Eventually I ran out of episodes, the characters moved on and I hung in there a few more years hoping that our elicit kisses would become something more… Yeah, I was that insane. The reason I’m bringing all of this up is that I was reminded of all of this when I finished binge watching the series again a few weeks ago. I don’t know what insanity the series creators were going through but it really spoke to my unsatisfied passions. Actually, this recent rewatching brought me back to those extended moments of insanity and unrealized desire. Usually I watch sci-fi to escape the pressures of my real life (as an educator), but this was a case where this fictional world tapped into the part of my real life that was completely killing me and I never got what I so desperately longed for. I knew that it wasn’t going to end well for me, but just like the characters in the series, I was going to be okay in this unexpected new reality. I didn’t end up with the girl, but I was going to be okay and there was no saying that the future wouldn’t be even more amazing than what had just happened. Somehow I needed to integrate these experiences into who I was, learn whatever I could from the experience(s) and still work toward my better self. I might not be part wormhole alien running an orbital city in a far distant region of space, but I have to respect the gifts I’ve been given, honor the precious connections I’ve had with my fellow travelers, and share my narrative with other fellow travelers to help them on their own journeys. I was an insane babbling idiot who now babbles a bit less these days. Thank you Deep Space Nine for speaking to my babbling heart and helping me through my period of insanity.

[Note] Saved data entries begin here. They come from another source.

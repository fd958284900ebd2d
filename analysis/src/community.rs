use crate::stats::ratio;
use rand::rngs::StdRng;
use rand::seq::SliceRandom;
use rand::SeedableRng;
use reelgraph_core::config::CommunityConfig;
use reelgraph_core::model::NodeKind;
use serde::{Deserialize, Serialize};
use std::collections::{BTreeMap, BTreeSet, HashMap, HashSet, VecDeque};
use std::sync::Arc;
use storage::{Graph, GraphStore};
use tracing::debug;

const MIN_GAIN: f64 = 1e-12;
const CENTRAL_FRACTION: f64 = 0.2;

#[derive(Debug, Clone, Copy, PartialEq, Eq, Serialize, Deserialize, Default)]
#[serde(rename_all = "camelCase")]
pub enum CommunityAlgorithm {
    #[default]
    Louvain,
    LabelPropagation,
}

#[derive(Debug, Clone, PartialEq, Serialize, Deserialize)]
#[serde(rename_all = "camelCase")]
pub struct Community {
    pub id: usize,
    pub members: Vec<String>,
    pub density: f64,
    pub cohesion: f64,
    pub central_nodes: Vec<String>,
}

#[derive(Debug, Clone, PartialEq, Serialize, Deserialize)]
#[serde(rename_all = "camelCase")]
pub struct CommunityReport {
    pub algorithm: CommunityAlgorithm,
    pub communities: Vec<Community>,
    pub modularity: f64,
}

#[derive(Debug, Clone, Default, PartialEq, Serialize, Deserialize)]
#[serde(rename_all = "camelCase", default)]
pub struct CommunityOptions {
    pub algorithm: CommunityAlgorithm,
    pub min_community_size: Option<usize>,
    pub seed: Option<u64>,
    pub node_types: Option<Vec<NodeKind>>,
}

/// Undirected weighted view of the graph. Parallel edges are summed and
/// self-loops dropped.
type Adjacency = BTreeMap<String, BTreeMap<String, f64>>;

fn build_undirected_adj(graph: &Graph, node_types: Option<&[NodeKind]>) -> Adjacency {
    let allowed = |kind: NodeKind| node_types.map_or(true, |kinds| kinds.contains(&kind));

    let mut adj = Adjacency::new();
    for node in graph.nodes().filter(|node| allowed(node.kind)) {
        adj.entry(node.id.clone()).or_default();
    }

    for edge in graph.edges() {
        if edge.source == edge.target
            || !adj.contains_key(&edge.source)
            || !adj.contains_key(&edge.target)
        {
            continue;
        }
        *adj.entry(edge.source.clone())
            .or_default()
            .entry(edge.target.clone())
            .or_insert(0.0) += edge.weight;
        *adj.entry(edge.target.clone())
            .or_default()
            .entry(edge.source.clone())
            .or_insert(0.0) += edge.weight;
    }

    adj
}

fn node_degree(node_id: &str, adj: &Adjacency) -> f64 {
    adj.get(node_id)
        .map(|neighbors| neighbors.values().sum())
        .unwrap_or(0.0)
}

fn total_undirected_weight(adj: &Adjacency) -> f64 {
    adj.values()
        .map(|neighbors| neighbors.values().sum::<f64>())
        .sum::<f64>()
        / 2.0
}

/// Newman modularity of a partition over the undirected view.
fn modularity(adj: &Adjacency, assignment: &HashMap<String, usize>) -> f64 {
    let m = total_undirected_weight(adj);
    if m <= f64::EPSILON {
        return 0.0;
    }

    let mut internal: HashMap<usize, f64> = HashMap::new();
    let mut totals: HashMap<usize, f64> = HashMap::new();
    for (node_id, neighbors) in adj {
        let Some(comm) = assignment.get(node_id) else {
            continue;
        };
        *totals.entry(*comm).or_insert(0.0) += neighbors.values().sum::<f64>();
        for (neighbor_id, weight) in neighbors {
            if assignment.get(neighbor_id) == Some(comm) {
                *internal.entry(*comm).or_insert(0.0) += weight;
            }
        }
    }

    totals
        .iter()
        .map(|(comm, total)| {
            let inside = internal.get(comm).copied().unwrap_or(0.0);
            inside / (2.0 * m) - (total / (2.0 * m)).powi(2)
        })
        .sum()
}

/// Local-moving modularity optimization from singleton communities.
///
/// A node leaves its community only for a strictly better one. Communities
/// that end up disconnected are split into their connected parts.
fn louvain(adj: &Adjacency, max_passes: usize) -> HashMap<String, usize> {
    let nodes: Vec<&String> = adj.keys().collect();
    let mut assignment: HashMap<String, usize> = nodes
        .iter()
        .enumerate()
        .map(|(idx, id)| ((*id).clone(), idx))
        .collect();

    let m = total_undirected_weight(adj);
    if m <= f64::EPSILON {
        return assignment;
    }

    let degrees: HashMap<&str, f64> = nodes
        .iter()
        .map(|id| (id.as_str(), node_degree(id, adj)))
        .collect();
    let mut sum_tot: HashMap<usize, f64> = nodes
        .iter()
        .enumerate()
        .map(|(idx, id)| (idx, degrees[id.as_str()]))
        .collect();

    for _ in 0..max_passes {
        let mut moved = false;

        for node_id in &nodes {
            let k_i = degrees[node_id.as_str()];
            if k_i <= f64::EPSILON {
                continue;
            }
            let current = assignment[node_id.as_str()];

            let mut links: BTreeMap<usize, f64> = BTreeMap::new();
            links.insert(current, 0.0);
            if let Some(neighbors) = adj.get(node_id.as_str()) {
                for (neighbor_id, weight) in neighbors {
                    if let Some(comm) = assignment.get(neighbor_id) {
                        *links.entry(*comm).or_insert(0.0) += weight;
                    }
                }
            }

            *sum_tot.entry(current).or_insert(0.0) -= k_i;

            let gain = |comm: usize, k_i_in: f64| {
                k_i_in - sum_tot.get(&comm).copied().unwrap_or(0.0) * k_i / (2.0 * m)
            };
            let stay_gain = gain(current, links[&current]);
            let mut best = (current, stay_gain);
            for (comm, k_i_in) in &links {
                let candidate = gain(*comm, *k_i_in);
                if candidate > best.1 + MIN_GAIN {
                    best = (*comm, candidate);
                }
            }

            *sum_tot.entry(best.0).or_insert(0.0) += k_i;
            if best.0 != current {
                assignment.insert((*node_id).clone(), best.0);
                moved = true;
            }
        }

        if !moved {
            break;
        }
    }

    refine_connected_communities(adj, &assignment)
}

fn refine_connected_communities(
    adj: &Adjacency,
    assignment: &HashMap<String, usize>,
) -> HashMap<String, usize> {
    let mut by_community: BTreeMap<usize, Vec<&str>> = BTreeMap::new();
    for node_id in adj.keys() {
        if let Some(comm) = assignment.get(node_id) {
            by_community.entry(*comm).or_default().push(node_id);
        }
    }

    let mut refined = HashMap::new();
    let mut next_comm_id = 0usize;
    for nodes in by_community.into_values() {
        for component in connected_components(&nodes, adj) {
            for node_id in component {
                refined.insert(node_id.to_string(), next_comm_id);
            }
            next_comm_id += 1;
        }
    }
    refined
}

fn connected_components<'a>(nodes: &[&'a str], adj: &'a Adjacency) -> Vec<Vec<&'a str>> {
    let members: HashSet<&str> = nodes.iter().copied().collect();
    let mut visited = HashSet::new();
    let mut components = Vec::new();

    for start in nodes {
        if !visited.insert(*start) {
            continue;
        }
        let mut queue = VecDeque::from([*start]);
        let mut component = Vec::new();
        while let Some(node_id) = queue.pop_front() {
            component.push(node_id);
            if let Some(neighbors) = adj.get(node_id) {
                for neighbor_id in neighbors.keys() {
                    let neighbor_id = neighbor_id.as_str();
                    if members.contains(neighbor_id) && visited.insert(neighbor_id) {
                        queue.push_back(neighbor_id);
                    }
                }
            }
        }
        components.push(component);
    }
    components
}

/// Label propagation with a shuffled visiting order per pass.
///
/// Each node adopts the label held by most of its neighbors; among tied
/// labels the one met first in neighbor id order wins.
fn label_propagation(adj: &Adjacency, max_passes: usize, rng: &mut StdRng) -> HashMap<String, usize> {
    let mut order: Vec<&String> = adj.keys().collect();
    let mut labels: HashMap<&str, usize> = order
        .iter()
        .enumerate()
        .map(|(idx, id)| (id.as_str(), idx))
        .collect();

    for _ in 0..max_passes {
        order.shuffle(rng);
        let mut changed = false;

        for node_id in &order {
            let Some(neighbors) = adj.get(node_id.as_str()) else {
                continue;
            };
            if neighbors.is_empty() {
                continue;
            }

            let mut counts: Vec<(usize, usize)> = Vec::new();
            for neighbor_id in neighbors.keys() {
                let label = labels[neighbor_id.as_str()];
                match counts.iter_mut().find(|(l, _)| *l == label) {
                    Some((_, count)) => *count += 1,
                    None => counts.push((label, 1)),
                }
            }

            let mut best = counts[0];
            for entry in &counts[1..] {
                if entry.1 > best.1 {
                    best = *entry;
                }
            }

            let current = labels[node_id.as_str()];
            if best.0 != current {
                labels.insert(node_id.as_str(), best.0);
                changed = true;
            }
        }

        if !changed {
            break;
        }
    }

    labels
        .into_iter()
        .map(|(id, label)| (id.to_string(), label))
        .collect()
}

pub struct CommunityDetector<'g> {
    graph: &'g Graph,
    config: CommunityConfig,
}

impl<'g> CommunityDetector<'g> {
    pub fn new(graph: &'g Graph, config: CommunityConfig) -> Self {
        Self { graph, config }
    }

    pub fn detect(&self, options: &CommunityOptions) -> CommunityReport {
        let adj = build_undirected_adj(self.graph, options.node_types.as_deref());
        let max_passes = self.config.max_passes;

        let assignment = match options.algorithm {
            CommunityAlgorithm::Louvain => louvain(&adj, max_passes),
            CommunityAlgorithm::LabelPropagation => {
                let mut rng = match options.seed.or(self.config.seed) {
                    Some(seed) => StdRng::seed_from_u64(seed),
                    None => StdRng::from_entropy(),
                };
                label_propagation(&adj, max_passes, &mut rng)
            }
        };

        let min_size = options
            .min_community_size
            .unwrap_or(self.config.min_community_size);

        let mut grouped: BTreeMap<usize, BTreeSet<&str>> = BTreeMap::new();
        for node_id in adj.keys() {
            if let Some(comm) = assignment.get(node_id) {
                grouped.entry(*comm).or_default().insert(node_id);
            }
        }

        let mut groups: Vec<BTreeSet<&str>> = grouped
            .into_values()
            .filter(|members| members.len() >= min_size)
            .collect();
        groups.sort_by(|a, b| b.len().cmp(&a.len()).then_with(|| a.first().cmp(&b.first())));

        let communities: Vec<Community> = groups
            .into_iter()
            .enumerate()
            .map(|(id, members)| self.describe(id, &members, &adj))
            .collect();

        let report = CommunityReport {
            algorithm: options.algorithm,
            modularity: modularity(&adj, &assignment),
            communities,
        };
        debug!(
            "{:?} found {} communities (modularity {:.3})",
            report.algorithm,
            report.communities.len(),
            report.modularity
        );
        report
    }

    fn describe(&self, id: usize, members: &BTreeSet<&str>, adj: &Adjacency) -> Community {
        let mut internal = 0usize;
        let mut incident = 0usize;
        for edge in self.graph.edges() {
            if edge.source == edge.target {
                continue;
            }
            let has_source = members.contains(edge.source.as_str());
            let has_target = members.contains(edge.target.as_str());
            if !adj.contains_key(&edge.source) || !adj.contains_key(&edge.target) {
                continue;
            }
            if has_source && has_target {
                internal += 1;
            }
            if has_source || has_target {
                incident += 1;
            }
        }

        let n = members.len();
        let density = if n < 2 {
            0.0
        } else {
            ratio(internal as f64, (n * (n - 1)) as f64 / 2.0).min(1.0)
        };

        let mut by_degree: Vec<&str> = members.iter().copied().collect();
        by_degree.sort_by(|a, b| {
            self.graph
                .degree(b)
                .cmp(&self.graph.degree(a))
                .then_with(|| a.cmp(b))
        });
        let central_count = ((n as f64) * CENTRAL_FRACTION).ceil().max(1.0) as usize;

        Community {
            id,
            members: members.iter().map(|id| id.to_string()).collect(),
            density,
            cohesion: ratio(internal as f64, incident as f64),
            central_nodes: by_degree
                .into_iter()
                .take(central_count)
                .map(String::from)
                .collect(),
        }
    }
}

/// Store-backed community detection.
pub struct CommunityService {
    store: Arc<GraphStore>,
    config: CommunityConfig,
}

impl CommunityService {
    pub fn new(store: Arc<GraphStore>, config: CommunityConfig) -> Self {
        Self { store, config }
    }

    pub async fn detect_communities(&self, options: &CommunityOptions) -> CommunityReport {
        let graph = self.store.read().await;
        CommunityDetector::new(&graph, self.config.clone()).detect(options)
    }
}

#[cfg(test)]
mod tests {
    use super::*;
    use reelgraph_core::model::{Edge, EdgeKind, Node};

    fn pair_graph() -> Graph {
        let mut graph = Graph::new();
        for id in ["a", "b", "c"] {
            graph.add_node(Node::new(id, NodeKind::User)).unwrap();
        }
        graph
            .add_edge(Edge::new("ab", EdgeKind::Follows, "a", "b", 1.0))
            .unwrap();
        graph
    }

    #[test]
    fn test_modularity_of_singletons_is_negative() {
        let graph = pair_graph();
        let adj = build_undirected_adj(&graph, None);
        let singletons: HashMap<String, usize> = [("a", 0), ("b", 1), ("c", 2)]
            .into_iter()
            .map(|(id, c)| (id.to_string(), c))
            .collect();
        assert!(modularity(&adj, &singletons) < 0.0);

        let merged: HashMap<String, usize> = [("a", 0), ("b", 0), ("c", 2)]
            .into_iter()
            .map(|(id, c)| (id.to_string(), c))
            .collect();
        assert!(modularity(&adj, &merged) > modularity(&adj, &singletons));
    }

    #[test]
    fn test_isolated_node_stays_alone() {
        let graph = pair_graph();
        let adj = build_undirected_adj(&graph, None);
        let assignment = louvain(&adj, 10);
        assert_eq!(assignment["a"], assignment["b"]);
        assert_ne!(assignment["a"], assignment["c"]);
    }

    #[test]
    fn test_node_type_filter_limits_the_view() {
        let mut graph = pair_graph();
        graph.add_node(Node::new("v", NodeKind::Video)).unwrap();
        graph
            .add_edge(Edge::new("av", EdgeKind::Viewed, "a", "v", 1.0))
            .unwrap();
        let adj = build_undirected_adj(&graph, Some(&[NodeKind::User][..]));
        assert_eq!(adj.len(), 3);
        assert_eq!(adj["a"].len(), 1);
    }
}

Thank you for spending this time with me at JBB’s Final Thoughts. If you want to continue to participate in my outer monologue you can subscribe to my blog at http://jbbsfinalthoughts.com, scroll to the bottom of the page, click on the FOLLOW button where it says “Follow Blog via Email” and enter your email address. You can also subscribe to my YouTube channel, just search for JBB’s Final Thoughts (and make sure it doesn’t auto-correct to “jobs final thoughts”… damn auto-correct!). Catch you later, enjoy.
  JBB’s Final Thoughts Episode 29: An Unlikely Refuge in a Time of Madness JBB’s Final Thoughts Episode 29: An Unlikely Refuge in a Time of Madness New Year and remembering a previous way that I handled out of control love.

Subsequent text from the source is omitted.